Bugünlerde -sevseniz de sevmeseniz de- Orhan Pamuk'un "Benim Adım Kırmızı" romanını okuyorum. Sardım demek daha doğru olacak sanırım. Okuyanlar bilir, roman bir cinayetin kurbanının konuşmaları ile başlıyor. Diyeceksiniz ki romanda bir ölü mü konuşuyor. Keşke sadece ölü olsa, bir perdeden yansıyan köpek gölgesi, diyar diyar dolaşan bir para, bir renk ve bir sürü insan konuşuyor romanda. "Kahraman Anlatıcı" diye bir teknik vardır, edebi metinlerde; Orhan Pamuk daha önce rastlamadığım şekilde neredeyse üzerinde durduğu bütün kavramların fikrini alıyor bu romanda. Onları konuşturuyor. Zaman zaman doğallığın,erotizmin cılkını çıkarsa da bir şekilde okuru meraklandırmayı başarıyor. Okuyanı 16. yüzyılın İstanbul'unda güzel bir maceranın içine çekiyor, hat ve minyatür sanatı hakkında bilgi sahibi ediyor, entellektüel insanın sorunlarını yatırıyor zaman zaman masaya. Bu anlamda okunası bir roman "Benim Adım Kırmızı".

Ben bütün bunları neden yazdım bilmiyorum; çünkü aslında başka bir şey yazacaktım bugün. Ölüm ile ilgili bir şeyler karalayacaktım. Derdim canınızı sıkmak, zaten "bidünya" olan dertlerinize dert katmak değil; ancak hem sözünü ettiğim şu romanın içinde insana ölümden sonrasını hatırlatan bölümlerin oluşu, hem de bugün mahallemizde yaşanan zamansız diyebileceğim kayıp beni ölüm üzerine düşündürdü.

Eminim hepiniz hayatınızın çeşitli evrelerinde benim gibi düşündünüz ve sorguladınız bu yolculuğun sonunu. Hangimiz sorgulamıyoruz değil mi? Ama çok sık olmuyor tabii haliyle bu. Sanırım sıklıkla böyle bir sorgulama yapsaydık; dünya çekilmez bir yer oluverip çıkardı. Birçoğumuz için eksik bir yan olarak değerlendirilse de insanoğlunun “unutabilme” gibi muhteşem bir özelliği var. Şükür ki var.

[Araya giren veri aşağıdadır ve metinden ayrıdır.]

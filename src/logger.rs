#[macro_export]
macro_rules! info {
    ($($arg:tt)*) => {
        println!("\x1b[32m[INFO] [{}]\x1b[0m {}", chrono::Utc::now().format("%H:%M:%S"), format!($($arg)*))
    };
}

#[macro_export]
macro_rules! log {
    ($($arg:tt)*) => {
        println!("\x1b[33m[LOG]  [{}]\x1b[0m {}", chrono::Utc::now().format("%H:%M:%S"), format!($($arg)*))
    };
}

#[macro_export]
macro_rules! warn {
    ($($arg:tt)*) => {
        println!("\x1b[35m[WARN] [{}]\x1b[0m {}", chrono::Utc::now().format("%H:%M:%S"), format!($($arg)*))
    };
}

#[macro_export]
macro_rules! error {
    ($($arg:tt)*) => {
        println!("\x1b[31m[ERROR][{}]\x1b[0m {}", chrono::Utc::now().format("%H:%M:%S"), format!($($arg)*))
    };
}

#[macro_export]
macro_rules! fatal {
    ($($arg:tt)*) => {
        panic!("\x1b[1;31m[FATAL][{}]\x1b[0m {}", chrono::Utc::now().format("%H:%M:%S"), format!($($arg)*))
    };
}

/// Marks a notable chain-iteration milestone (stuck latch, escape recovery, goal arrival).
#[macro_export]
macro_rules! chain {
    ($($arg:tt)*) => {
        println!("\x1b[1;34m[CHAIN][{}]\x1b[0m {}", chrono::Utc::now().format("%H:%M:%S"), format!($($arg)*))
    };
}

/// Gated behind `COXSWAIN_LOG_EVENTS` since odom/grid callbacks fire far too often for stdout.
#[macro_export]
macro_rules! event {
    ($($arg:tt)*) => {
        if std::env::var("COXSWAIN_LOG_EVENTS").is_ok() {
            println!("\x1b[36m[EVENT][{}]\x1b[0m {}", chrono::Utc::now().format("%H:%M:%S"), format!($($arg)*))
        }
    };
}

"Ölü" gerçekten hiç konduramadığımız bir unvan kendimize. Gerçi hiçbir yakınımıza ya da yabancıya da yakışmayacak bir kelime; ancak bir insanın şu dünyada en zahmetsiz şekilde yükselebileceği bir mertebe de "ölüm". Bu mertebeye herkesin yükselecek olması-kimi için bir terfi, kimi için bir ceza belki- bu olguyu adil kılıyor.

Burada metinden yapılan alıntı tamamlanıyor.